После возвращения из лагеря в этом доме на Маросейке, 7, поселился вернувшийся после десяти лет мучений в сталинском ГУЛАГе Алексей Каплер. Он нашел в себе силы начать новую жизнь. Миллионы телезрителей запомнили его лицо, ведущего популярной "Кинопанорамы", которую Алексей Яковлевич вел в не свойственной советскому ТВ свободной манере, без пафоса и административного восторга. Ему адресовала "Двадцать писем к другу" Светлана Аллилуева, дочь Сталина, описав в них историю растоптанной отцом любви... Эта рукопись опубликована была за границей после бегства дочери вождя из СССР.
Отличился до войны Каплер как сценарист шедших с триумфом на экранах страны фильмов "Ленин в Октябре" и "Ленин в 1918 году". Играл в обеих картинах заглавную роль актер театра Вахтангова Борис Щукин, заслуживший признание не только зрителей, но здравствовавшей тогда жены вождя и его соратников.
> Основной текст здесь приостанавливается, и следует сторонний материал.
use serde::{Deserialize, Serialize};

/// Motorcycle in the leasing inventory, `GET /api/v1/vehicles`.
#[derive(Debug, Clone, PartialEq, Serialize, Deserialize)]
#[serde(rename_all = "camelCase")]
pub struct Vehicle {
    pub id: String,
    pub plate: String,
    pub brand: String,
    pub model: String,
    pub year: i32,
    #[serde(default)]
    pub status: String,
}

/// Body for creating or updating a vehicle.
#[derive(Debug, Clone, Serialize, Deserialize)]
#[serde(rename_all = "camelCase")]
pub struct VehicleRequest {
    pub plate: String,
    pub brand: String,
    pub model: String,
    pub year: i32,
    pub status: String,
}
use contracts::domain::expense::{Expense, ExpenseRequest};

use crate::shared::api_utils;

pub async fn fetch_expenses() -> Result<Vec<Expense>, String> {
    let response = api_utils::get("/api/v1/expense")
        .send()
        .await
        .map_err(|e| format!("Error de red: {}", e))?;

    if !response.ok() {
        return Err(api_utils::error_message(&response).await);
    }

    response
        .json::<Vec<Expense>>()
        .await
        .map_err(|e| format!("Error leyendo gastos: {}", e))
}

pub async fn create_expense(request: &ExpenseRequest) -> Result<Expense, String> {
    let response = api_utils::post("/api/v1/expense")
        .json(request)
        .map_err(|e| format!("Error armando la solicitud: {}", e))?
        .send()
        .await
        .map_err(|e| format!("Error de red: {}", e))?;

    if !response.ok() {
        return Err(api_utils::error_message(&response).await);
    }

    response
        .json::<Expense>()
        .await
        .map_err(|e| format!("Error leyendo el gasto creado: {}", e))
}

pub async fn update_expense(id: &str, request: &ExpenseRequest) -> Result<Expense, String> {
    let response = api_utils::put(&format!("/api/v1/expense/{}", id))
        .json(request)
        .map_err(|e| format!("Error armando la solicitud: {}", e))?
        .send()
        .await
        .map_err(|e| format!("Error de red: {}", e))?;

    if !response.ok() {
        return Err(api_utils::error_message(&response).await);
    }

    response
        .json::<Expense>()
        .await
        .map_err(|e| format!("Error leyendo el gasto actualizado: {}", e))
}

pub async fn delete_expense(id: &str) -> Result<(), String> {
    let response = api_utils::delete(&format!("/api/v1/expense/{}", id))
        .send()
        .await
        .map_err(|e| format!("Error de red: {}", e))?;

    if !response.ok() {
        return Err(api_utils::error_message(&response).await);
    }
    Ok(())
}
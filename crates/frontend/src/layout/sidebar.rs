//! Sidebar with the main navigation groups.

use crate::layout::global_context::AppGlobalContext;
use crate::layout::tabs::tab_label_for_key;
use crate::shared::icons::icon;
use leptos::prelude::*;

#[derive(Clone, Debug, PartialEq)]
struct MenuGroup {
    id: &'static str,
    label: &'static str,
    items: Vec<(&'static str, &'static str, &'static str)>, // (key, label, icon)
}

fn get_menu_groups() -> Vec<MenuGroup> {
    vec![
        MenuGroup {
            id: "caja",
            label: "Caja",
            items: vec![
                ("closings_new", tab_label_for_key("closings_new"), "cash"),
                (
                    "closings_history",
                    tab_label_for_key("closings_history"),
                    "archive",
                ),
            ],
        },
        MenuGroup {
            id: "operacion",
            label: "Operación",
            items: vec![
                ("expenses", tab_label_for_key("expenses"), "receipt"),
                ("vehicles", tab_label_for_key("vehicles"), "bike"),
            ],
        },
    ]
}

#[component]
pub fn Sidebar() -> impl IntoView {
    let ctx = leptos::context::use_context::<AppGlobalContext>()
        .expect("AppGlobalContext context not found");

    let groups = get_menu_groups();

    view! {
        <Show when=move || ctx.left_open.get()>
            <nav class="sidebar">
                {groups
                    .clone()
                    .into_iter()
                    .map(|group| {
                        view! {
                            <div class="sidebar__group">
                                <div class="sidebar__group-label">{group.label}</div>
                                {group
                                    .items
                                    .into_iter()
                                    .map(|(key, label, icon_name)| {
                                        let is_active = Memo::new(move |_| {
                                            ctx.active.get().as_deref() == Some(key)
                                        });
                                        view! {
                                            <button
                                                class="sidebar__item"
                                                class:active=is_active
                                                on:click=move |_| ctx.open_tab(key, label)
                                            >
                                                {icon(icon_name)}
                                                <span>{label}</span>
                                            </button>
                                        }
                                    })
                                    .collect_view()}
                            </div>
                        }
                    })
                    .collect_view()}
            </nav>
        </Show>
    }
}
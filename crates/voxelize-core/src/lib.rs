//! Core types, math, and errors for the voxelize toolkit.
//!
//! This crate provides the foundational types shared by the other crates:
//! - Grid dimensions and lattice positions
//! - Geometric primitives (bounding boxes, triangles)
//! - The workspace-wide error type

pub mod coords;
pub mod error;
pub mod math;

pub use coords::{GridDims, GridPos};
pub use error::{Error, Result};
pub use math::{Aabb, Triangle};

/// Toolkit-wide constants
pub mod constants {
    /// Value stored in an empty voxel
    pub const EMPTY: u8 = 0;
    /// Value stored in a filled voxel
    pub const FILLED: u8 = 1;
    /// Relative tolerance below which a triangle's barycentric
    /// denominator is treated as zero.
    pub const DEGENERATE_EPSILON: f32 = 1e-6;
}
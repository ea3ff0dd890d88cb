//! Voxelize command-line entry point
//!
//! Generates one shape and writes its occupancy grid as pretty-printed JSON.
//!
//! ## Usage
//!
//! ```bash
//! cargo run -p voxelize-cli -- [OPTIONS]
//! ```
//!
//! Run with `--help` for the full option list. Logging is controlled through
//! `RUST_LOG` (e.g. `RUST_LOG=debug`).

mod config;

use anyhow::Context;
use tracing::info;
use tracing_subscriber::EnvFilter;
use voxelize_shapes::voxelize_shape;

use crate::config::{print_help, CliConfig};

fn main() -> anyhow::Result<()> {
    tracing_subscriber::fmt()
        .with_env_filter(
            EnvFilter::try_from_default_env().unwrap_or_else(|_| EnvFilter::new("info")),
        )
        .init();

    // Check for help flag before parsing anything else
    if std::env::args().any(|arg| arg == "-h" || arg == "--help") {
        print_help();
        return Ok(());
    }

    let config = CliConfig::from_args().context("invalid arguments (see --help)")?;
    run(&config)
}

fn run(config: &CliConfig) -> anyhow::Result<()> {
    info!(
        shape = %config.shape,
        resolution = config.resolution,
        "Voxelizing"
    );

    let grid = voxelize_shape(config.shape, config.resolution, config.vertices)
        .with_context(|| format!("failed to voxelize {}", config.shape))?;

    if config.print {
        print!("{grid}");
    }

    grid.write_json(&config.output)
        .with_context(|| format!("failed to write {}", config.output.display()))?;

    let dims = grid.dims();
    info!(
        dims = ?dims.to_array(),
        filled = grid.filled_count(),
        total = dims.volume(),
        output = %config.output.display(),
        "Done"
    );
    Ok(())
}
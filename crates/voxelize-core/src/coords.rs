//! Lattice coordinates for dense voxel grids.

use crate::error::{Error, Result};

/// Position of a single cell in a grid (zero-based per axis).
#[derive(Clone, Copy, Debug, Default, PartialEq, Eq, Hash)]
pub struct GridPos {
    pub x: usize,
    pub y: usize,
    pub z: usize,
}

impl GridPos {
    /// Create a new grid position
    #[inline]
    pub const fn new(x: usize, y: usize, z: usize) -> Self {
        Self { x, y, z }
    }
}

/// Extent of a grid along each axis.
///
/// Cells are laid out x-major with z varying fastest, which matches the
/// nested `value[x][y][z]` layout of the structured form. Every axis is at
/// least 1; the only way to build one is [`GridDims::new`].
#[derive(Clone, Copy, Debug, PartialEq, Eq, Hash)]
pub struct GridDims {
    x: usize,
    y: usize,
    z: usize,
}

impl GridDims {
    /// Create new dimensions, rejecting any zero-length axis.
    pub fn new(x: usize, y: usize, z: usize) -> Result<Self> {
        if x == 0 || y == 0 || z == 0 {
            return Err(Error::invalid(format!(
                "grid dimensions must be >= 1 on every axis (got {x}x{y}x{z})"
            )));
        }
        x.checked_mul(y)
            .and_then(|xy| xy.checked_mul(z))
            .ok_or_else(|| Error::invalid(format!("grid {x}x{y}x{z} overflows usize")))?;
        Ok(Self { x, y, z })
    }

    /// Dimensions of an `n x n x n` cube.
    pub fn cubic(n: usize) -> Result<Self> {
        Self::new(n, n, n)
    }

    /// Cells along x
    #[inline]
    pub const fn x(self) -> usize {
        self.x
    }

    /// Cells along y
    #[inline]
    pub const fn y(self) -> usize {
        self.y
    }

    /// Cells along z
    #[inline]
    pub const fn z(self) -> usize {
        self.z
    }

    /// Total number of cells
    #[inline]
    pub const fn volume(self) -> usize {
        self.x * self.y * self.z
    }

    /// Check if a position lies inside the grid
    #[inline]
    pub const fn contains(self, pos: GridPos) -> bool {
        pos.x < self.x && pos.y < self.y && pos.z < self.z
    }

    /// Convert to linear index for flat array storage
    #[inline]
    pub const fn to_index(self, pos: GridPos) -> usize {
        (pos.x * self.y + pos.y) * self.z + pos.z
    }

    /// Create from linear index
    #[inline]
    pub const fn from_index(self, index: usize) -> GridPos {
        let z = index % self.z;
        let y = (index / self.z) % self.y;
        let x = index / (self.y * self.z);
        GridPos { x, y, z }
    }

    /// Iterate every position in storage order.
    pub fn iter(self) -> impl Iterator<Item = GridPos> {
        (0..self.volume()).map(move |index| self.from_index(index))
    }

    /// Dimensions as an `[x, y, z]` array
    #[inline]
    pub const fn to_array(self) -> [usize; 3] {
        [self.x, self.y, self.z]
    }
}
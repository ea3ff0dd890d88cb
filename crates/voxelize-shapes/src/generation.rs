//! Shape generators.
//!
//! Every generator is a pure function of its parameters and returns a
//! freshly allocated grid owned by the caller.

use std::fmt;
use std::str::FromStr;

use glam::Vec3;
use voxelize_core::{Error, Result, Triangle};
use voxelize_grid::VoxelGrid;

use crate::implicit::{Cone, Cylinder, Sphere, Torus};
use crate::sampler::{sample_implicit, sample_triangle, validate_resolution};
use crate::Resolution;

/// Voxelize a sphere into a `resolution³` grid.
pub fn voxelize_sphere(resolution: Resolution) -> Result<VoxelGrid> {
    sample_implicit(&Sphere::from_resolution(resolution), resolution)
}

/// Voxelize a cone (base at `z = 0`) into a `resolution³` grid.
pub fn voxelize_cone(resolution: Resolution) -> Result<VoxelGrid> {
    sample_implicit(&Cone::from_resolution(resolution), resolution)
}

/// Voxelize a cylinder into a `resolution³` grid.
pub fn voxelize_cylinder(resolution: Resolution) -> Result<VoxelGrid> {
    sample_implicit(&Cylinder::from_resolution(resolution), resolution)
}

/// Voxelize a torus into a `resolution³` grid.
pub fn voxelize_torus(resolution: Resolution) -> Result<VoxelGrid> {
    sample_implicit(&Torus::from_resolution(resolution), resolution)
}

/// Voxelize the bounding region of a single triangle.
///
/// `resolution` is the number of samples per unit length. Fails with
/// [`Error::DegenerateTriangle`] for collinear vertices and with
/// [`Error::InvalidParameter`] when any grid axis would be empty.
pub fn voxelize_triangle(vertices: [[f32; 3]; 3], resolution: Resolution) -> Result<VoxelGrid> {
    validate_resolution(resolution)?;
    let triangle = Triangle::new(vertices.map(Vec3::from_array))?;
    sample_triangle(&triangle, resolution)
}

/// Shapes selectable by name.
#[derive(Clone, Copy, Debug, PartialEq, Eq, Hash)]
pub enum ShapeKind {
    Sphere,
    Cone,
    Cylinder,
    Torus,
    Triangle,
}

impl ShapeKind {
    /// Every kind, in declaration order.
    pub const ALL: [Self; 5] = [
        Self::Sphere,
        Self::Cone,
        Self::Cylinder,
        Self::Torus,
        Self::Triangle,
    ];

    /// Lowercase name as accepted by [`FromStr`]
    pub const fn as_str(self) -> &'static str {
        match self {
            Self::Sphere => "sphere",
            Self::Cone => "cone",
            Self::Cylinder => "cylinder",
            Self::Torus => "torus",
            Self::Triangle => "triangle",
        }
    }

    /// Whether this kind needs triangle vertices.
    pub const fn needs_vertices(self) -> bool {
        matches!(self, Self::Triangle)
    }
}

impl fmt::Display for ShapeKind {
    fn fmt(&self, f: &mut fmt::Formatter<'_>) -> fmt::Result {
        f.write_str(self.as_str())
    }
}

impl FromStr for ShapeKind {
    type Err = Error;

    fn from_str(s: &str) -> Result<Self> {
        Self::ALL
            .into_iter()
            .find(|kind| kind.as_str().eq_ignore_ascii_case(s.trim()))
            .ok_or_else(|| {
                Error::invalid(format!(
                    "unknown shape '{s}' (expected sphere, cone, cylinder, torus or triangle)"
                ))
            })
    }
}

/// Dispatch to the generator for `kind`.
///
/// `vertices` is required for [`ShapeKind::Triangle`] and rejected for
/// every other kind.
pub fn voxelize_shape(
    kind: ShapeKind,
    resolution: Resolution,
    vertices: Option<[[f32; 3]; 3]>,
) -> Result<VoxelGrid> {
    match (kind, vertices) {
        (ShapeKind::Sphere, None) => voxelize_sphere(resolution),
        (ShapeKind::Cone, None) => voxelize_cone(resolution),
        (ShapeKind::Cylinder, None) => voxelize_cylinder(resolution),
        (ShapeKind::Torus, None) => voxelize_torus(resolution),
        (ShapeKind::Triangle, Some(vertices)) => voxelize_triangle(vertices, resolution),
        (ShapeKind::Triangle, None) => Err(Error::invalid("triangle needs three vertices")),
        (kind, Some(_)) => Err(Error::invalid(format!(
            "vertices only apply to triangle, not {kind}"
        ))),
    }
}
//! Error types for the toolkit.

use thiserror::Error;

/// Toolkit-wide error type.
#[derive(Error, Debug)]
pub enum Error {
    /// Rejected input, reported before any grid is allocated
    #[error("Invalid parameter: {0}")]
    InvalidParameter(String),

    /// Triangle vertices are collinear or coincident
    #[error("Degenerate triangle: vertices are collinear or coincident")]
    DegenerateTriangle,

    /// I/O error
    #[error("I/O error: {0}")]
    Io(#[from] std::io::Error),

    /// Serialization error
    #[error("Serialization error: {0}")]
    Serialization(String),
}

impl Error {
    /// Shorthand for an [`Error::InvalidParameter`] with a formatted message.
    pub fn invalid(message: impl Into<String>) -> Self {
        Self::InvalidParameter(message.into())
    }
}

/// Result type alias using our Error type.
pub type Result<T> = std::result::Result<T, Error>;
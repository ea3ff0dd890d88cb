//! Voxelization of parametric solids and single triangles.
//!
//! Implicit shapes (sphere, cone, cylinder, torus) are tested directly at
//! integer lattice coordinates of a `resolution³` grid. Triangles are
//! tested at voxel centres inside their bounding box, with `resolution`
//! acting as a sampling density. The two paths are kept separate because
//! they produce different numeric results.

pub mod generation;
pub mod implicit;
pub mod sampler;

pub use generation::{
    voxelize_cone, voxelize_cylinder, voxelize_shape, voxelize_sphere, voxelize_torus,
    voxelize_triangle, ShapeKind,
};
pub use implicit::{Cone, Cylinder, ImplicitShape, Sphere, Torus};
pub use sampler::{sample_implicit, sample_triangle};

/// Lattice density / extent parameter shared by all generators.
pub type Resolution = u32;
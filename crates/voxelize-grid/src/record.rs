//! Structured (JSON) form of a voxel grid.
//!
//! The record has a single field, `value`, holding the nested
//! `value[x][y][z]` occupancy array.

use std::fs::File;
use std::io::{BufReader, BufWriter, Write};
use std::path::Path;

use serde::{Deserialize, Serialize};
use tracing::{debug, info};
use voxelize_core::{Error, GridDims, Result};

use crate::grid::VoxelGrid;

/// Structured record mirroring the on-disk layout.
#[derive(Clone, Debug, Default, PartialEq, Eq, Serialize, Deserialize)]
pub struct VoxelRecord {
    /// Occupancy values indexed as `value[x][y][z]`
    pub value: Vec<Vec<Vec<u8>>>,
}

impl From<VoxelGrid> for VoxelRecord {
    fn from(grid: VoxelGrid) -> Self {
        Self {
            value: grid.to_nested(),
        }
    }
}

impl TryFrom<VoxelRecord> for VoxelGrid {
    type Error = Error;

    fn try_from(record: VoxelRecord) -> Result<Self> {
        let size_x = record.value.len();
        let size_y = record.value.first().map_or(0, Vec::len);
        let size_z = record
            .value
            .first()
            .and_then(|plane| plane.first())
            .map_or(0, Vec::len);
        let dims = GridDims::new(size_x, size_y, size_z)?;

        let mut cells = Vec::with_capacity(dims.volume());
        for (x, plane) in record.value.into_iter().enumerate() {
            if plane.len() != size_y {
                return Err(Error::invalid(format!(
                    "ragged record: value[{x}] has {} rows, expected {size_y}",
                    plane.len()
                )));
            }
            for (y, row) in plane.into_iter().enumerate() {
                if row.len() != size_z {
                    return Err(Error::invalid(format!(
                        "ragged record: value[{x}][{y}] has {} cells, expected {size_z}",
                        row.len()
                    )));
                }
                cells.extend(row);
            }
        }
        Self::from_cells(dims, cells)
    }
}

impl VoxelGrid {
    /// Structured record holding a copy of the occupancy array.
    pub fn to_structured(&self) -> VoxelRecord {
        VoxelRecord {
            value: self.to_nested(),
        }
    }

    /// Rebuild a grid from its structured record.
    pub fn from_structured(record: VoxelRecord) -> Result<Self> {
        Self::try_from(record)
    }

    /// Compact JSON string.
    pub fn to_json(&self) -> Result<String> {
        serde_json::to_string(self).map_err(|e| Error::Serialization(e.to_string()))
    }

    /// Indented JSON string.
    pub fn to_json_pretty(&self) -> Result<String> {
        serde_json::to_string_pretty(self).map_err(|e| Error::Serialization(e.to_string()))
    }

    /// Parse a grid from JSON text.
    pub fn from_json(json: &str) -> Result<Self> {
        serde_json::from_str(json).map_err(|e| Error::Serialization(e.to_string()))
    }

    /// Write the pretty-printed record to `path`, replacing any existing file.
    pub fn write_json(&self, path: impl AsRef<Path>) -> Result<()> {
        let path = path.as_ref();
        let mut writer = BufWriter::new(File::create(path)?);
        serde_json::to_writer_pretty(&mut writer, self).map_err(json_error)?;
        writer.write_all(b"\n")?;
        writer.flush()?;

        let dims = self.dims();
        info!(
            path = %path.display(),
            dims = ?dims.to_array(),
            "Wrote voxel grid"
        );
        Ok(())
    }

    /// Read a grid previously written with [`VoxelGrid::write_json`].
    pub fn read_json(path: impl AsRef<Path>) -> Result<Self> {
        let path = path.as_ref();
        let reader = BufReader::new(File::open(path)?);
        let grid: Self = serde_json::from_reader(reader).map_err(json_error)?;
        debug!(path = %path.display(), filled = grid.filled_count(), "Read voxel grid");
        Ok(grid)
    }
}

/// I/O failures inside serde_json stay I/O errors.
fn json_error(err: serde_json::Error) -> Error {
    if err.is_io() {
        Error::Io(err.into())
    } else {
        Error::Serialization(err.to_string())
    }
}
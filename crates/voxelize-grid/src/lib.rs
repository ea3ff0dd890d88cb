//! Dense voxel occupancy grids for the voxelize toolkit.

pub mod grid;
pub mod record;
pub mod text;

pub use grid::VoxelGrid;
pub use record::VoxelRecord;
//! The `spawn-cli` adapter: a local command-line model runner spoken to over newline-delimited
//! JSON on stdin/stdout, optionally wrapped in the [`crate::sandbox::Sandbox`] resource cap
//! when `docker_sandbox` is set. Grounded on the pack's `tokio::process::Command` +
//! `Stdio::piped()` + `kill_on_drop(true)` child-process idiom; there is no equivalent in the
//! teacher repo, which never shells out to a subprocess.

use std::collections::VecDeque;
use std::sync::Arc;
use std::time::Duration;

use async_stream::stream;
use async_trait::async_trait;
use tokio::io::{AsyncBufReadExt, AsyncWriteExt, BufReader};
use tokio::process::{Child, Command};
use tokio::sync::Semaphore;

use crate::adapters::{AdapterResponse, AdapterRuntime, InvocationContext, NormalizedRequest};
use crate::error::AdapterError;
use crate::models::StreamChunk;
use crate::provider::AdapterConfig;
use crate::sandbox::{Sandbox, SandboxError};

const STDERR_RING_CAPACITY: usize = 16 * 1024;

/// `Sandbox::spawn`/`wait` already distinguish overload and timeout as their own
/// `SandboxError` variants; re-flatten those into the matching `AdapterError` cases instead of
/// burying them inside the generic `Sandbox(...)` wrapper.
fn map_sandbox_err(e: SandboxError) -> AdapterError {
    match e {
        SandboxError::Overloaded => AdapterError::Overloaded,
        SandboxError::Timeout => AdapterError::Timeout,
        other => AdapterError::Sandbox(other),
    }
}

pub struct SpawnCliAdapter {
    command: String,
    args: Vec<String>,
    timeout: Duration,
    docker_sandbox: bool,
    sandbox_config: Option<crate::provider::SandboxConfig>,
    sandbox: Option<Sandbox>,
    /// Caps direct (non-sandboxed) spawns too, so an unsandboxed spawn-cli provider can't
    /// fork-bomb the gateway process.
    direct_semaphore: Arc<Semaphore>,
}

impl SpawnCliAdapter {
    pub fn new(config: AdapterConfig) -> Result<Self, AdapterError> {
        let AdapterConfig::SpawnCli {
            command,
            args,
            docker_sandbox,
            sandbox,
            timeout,
        } = config
        else {
            return Err(AdapterError::Configuration {
                message: "expected spawn-cli adapter config".to_string(),
            });
        };

        let sandbox_pool = if docker_sandbox {
            Some(Sandbox::new(4))
        } else {
            None
        };

        Ok(Self {
            command,
            args,
            timeout,
            docker_sandbox,
            sandbox_config: sandbox,
            sandbox: sandbox_pool,
            direct_semaphore: Arc::new(Semaphore::new(8)),
        })
    }

    async fn run(
        &self,
        ctx: &InvocationContext,
        payload: &serde_json::Value,
    ) -> Result<serde_json::Value, AdapterError> {
        if self.docker_sandbox {
            let sandbox = self.sandbox.as_ref().expect("sandbox pool configured");
            let mut child = sandbox
                .spawn(&self.command, &self.args, self.sandbox_config.as_ref())
                .await
                .map_err(map_sandbox_err)?;

            write_request(&mut child.stdin(), payload).await?;
            let line = tokio::select! {
                _ = ctx.cancel.cancelled() => {
                    child.terminate().await;
                    return Err(AdapterError::Cancelled);
                }
                r = read_one_line(&mut child.stdout(), &mut child.stderr()) => r?,
            };
            child.wait().await.map_err(map_sandbox_err)?;
            parse_line(&line)
        } else {
            let _permit = self
                .direct_semaphore
                .clone()
                .try_acquire_owned()
                .map_err(|_| AdapterError::Overloaded)?;

            let mut child = Command::new(&self.command)
                .args(&self.args)
                .stdin(std::process::Stdio::piped())
                .stdout(std::process::Stdio::piped())
                .stderr(std::process::Stdio::piped())
                .kill_on_drop(true)
                .spawn()
                .map_err(|e| AdapterError::Configuration {
                    message: format!("failed to spawn process: {e}"),
                })?;

            {
                let mut stdin = child.stdin.take().expect("stdin piped at spawn");
                write_request(&mut stdin, payload).await?;
            }
            let mut stdout = child.stdout.take().expect("stdout piped at spawn");
            let mut stderr = child.stderr.take().expect("stderr piped at spawn");

            let line = tokio::select! {
                _ = ctx.cancel.cancelled() => {
                    terminate_direct(&mut child).await;
                    return Err(AdapterError::Cancelled);
                }
                r = tokio::time::timeout(self.timeout, read_one_line(&mut stdout, &mut stderr)) => {
                    match r {
                        Ok(inner) => inner?,
                        Err(_) => {
                            terminate_direct(&mut child).await;
                            return Err(AdapterError::Timeout);
                        }
                    }
                }
            };
            let _ = child.wait().await;
            parse_line(&line)
        }
    }
}

async fn write_request(
    stdin: &mut (impl AsyncWriteExt + Unpin),
    payload: &serde_json::Value,
) -> Result<(), AdapterError> {
    let mut line = serde_json::to_vec(payload).map_err(|e| AdapterError::Protocol {
        message: e.to_string(),
    })?;
    line.push(b'\n');
    stdin.write_all(&line).await.map_err(|e| AdapterError::Protocol {
        message: format!("failed to write to child stdin: {e}"),
    })?;
    stdin.flush().await.map_err(|e| AdapterError::Protocol {
        message: format!("failed to flush child stdin: {e}"),
    })
}

/// Reads one line of JSON from stdout while mirroring stderr into a bounded ring buffer for
/// diagnostics on failure.
async fn read_one_line(
    stdout: &mut (impl tokio::io::AsyncRead + Unpin),
    stderr: &mut (impl tokio::io::AsyncRead + Unpin),
) -> Result<String, AdapterError> {
    let mut stdout_reader = BufReader::new(stdout);
    let mut stderr_reader = BufReader::new(stderr);
    let mut line = String::new();
    let mut err_ring: VecDeque<u8> = VecDeque::with_capacity(STDERR_RING_CAPACITY);
    let mut err_buf = [0u8; 1024];

    loop {
        tokio::select! {
            result = stdout_reader.read_line(&mut line) => {
                let n = result.map_err(|e| AdapterError::Protocol { message: e.to_string() })?;
                if n == 0 {
                    let stderr_text: String = err_ring.iter().map(|&b| b as char).collect();
                    return Err(AdapterError::Protocol {
                        message: format!("child process closed stdout without output; stderr: {stderr_text}"),
                    });
                }
                return Ok(line);
            }
            result = stderr_reader.get_mut().read(&mut err_buf) => {
                let n = result.unwrap_or(0);
                if n == 0 {
                    continue;
                }
                for &b in &err_buf[..n] {
                    if err_ring.len() == STDERR_RING_CAPACITY {
                        err_ring.pop_front();
                    }
                    err_ring.push_back(b);
                }
            }
        }
    }
}

fn parse_line(line: &str) -> Result<serde_json::Value, AdapterError> {
    serde_json::from_str(line.trim()).map_err(|e| AdapterError::Protocol {
        message: format!("failed to parse child process output: {e}"),
    })
}

async fn terminate_direct(child: &mut Child) {
    #[cfg(unix)]
    {
        if let Some(id) = child.id() {
            let pid = nix::unistd::Pid::from_raw(id as i32);
            let _ = nix::sys::signal::kill(pid, nix::sys::signal::Signal::SIGTERM);
            tokio::select! {
                _ = child.wait() => return,
                _ = tokio::time::sleep(Duration::from_secs(2)) => {}
            }
            let _ = child.kill().await;
        }
    }
    #[cfg(not(unix))]
    {
        let _ = child.kill().await;
    }
}

#[async_trait]
impl AdapterRuntime for SpawnCliAdapter {
    async fn invoke(
        &self,
        ctx: &InvocationContext,
        request: NormalizedRequest,
    ) -> Result<AdapterResponse, AdapterError> {
        let value = self.run(ctx, &request.payload).await?;

        if !request.streaming {
            return Ok(AdapterResponse::Complete(value));
        }

        let stream = stream! {
            match serde_json::from_value::<StreamChunk>(value) {
                Ok(chunk) => yield Ok(chunk),
                Err(e) => yield Err(AdapterError::Protocol { message: e.to_string() }),
            }
        };
        Ok(AdapterResponse::Stream(Box::pin(stream)))
    }

    async fn health_probe(&self) -> Result<(), String> {
        let which = tokio::process::Command::new("sh")
            .arg("-c")
            .arg(format!("command -v {}", self.command))
            .output()
            .await
            .map_err(|e| e.to_string())?;
        if which.status.success() {
            Ok(())
        } else {
            Err(format!("command not found: {}", self.command))
        }
    }
}

#[cfg(test)]
mod tests {
    use super::*;

    #[test]
    fn rejects_wrong_config_variant() {
        let cfg = AdapterConfig::Proxy {
            proxy_url: "http://x".to_string(),
            header_rewrites: Default::default(),
            remove_headers: vec![],
            timeout: Duration::from_secs(1),
        };
        assert!(SpawnCliAdapter::new(cfg).is_err());
    }

    #[tokio::test]
    async fn direct_mode_round_trips_echo_style_json() {
        let cfg = AdapterConfig::SpawnCli {
            command: "cat".to_string(),
            args: vec![],
            docker_sandbox: false,
            sandbox: None,
            timeout: Duration::from_secs(5),
        };
        let adapter = SpawnCliAdapter::new(cfg).unwrap();
        let ctx = InvocationContext {
            deadline: std::time::Instant::now() + Duration::from_secs(5),
            cancel: tokio_util::sync::CancellationToken::new(),
        };
        let payload = serde_json::json!({"hello": "world"});
        let result = adapter.run(&ctx, &payload).await.unwrap();
        assert_eq!(result, payload);
    }
}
Это два краеугольных камня культа Ленина и культа Сталина, представшего на экране правой рукой Ильича. За талантливые лжеисторические картины кинодраматург получил в 1941 году Сталинскую премию.
Отечественная война началась, когда ему шел 37 год. Спустя полтора года офицер, военный корреспондент "Правды", друг Василия Сталина, на правительственной даче знакомится с его сестрой-школьницей Светланой. Между шестнадцатилетней девушкой и без малого сорокалетним мужчиной возникло притяжение. "Нас потянуло друг к другу неудержимо", - написано в 16 письме к несчастному другу, заплатившему десятью годами страданий за несколько месяцев платонической любви.
Когда шли кровопролитные бои на Волге, в "Правде" появился очерк специального корреспондена Алексея Каплера "Письмо лейтенанта Л. из Сталинграда", адресованное не только миллионам читателей органа ЦК, но и любимой. Под инициалом Л., скрывался Люся, как звали в дружеском круге баловня судьбы - артиста, режиссера и писателя Алексея Яковлевича Каплера. То было беспрецедентное по смелости признание в любви, достойное памяти. За стихи: "Я помню чудное мгновенье..." Александр Сергеевич ничем не рисковал, публикуя послание Анне Керн. Алексей Яковлевич за свои прозаические строчки рисковал головой, поскольку внимательным читателем газеты был Верховный Главнокомандующий Сталин. Ему успели доложить о прогулках несовершеннолетней дочери с офицером. "Письмо" в газете заканчивалось словами, от которых сжалось от страха сердце девушки в квартире грозного отца: "Сейчас в Москве, наверное, идет снег. Из твоего окна видна зубчатая стена Кремля".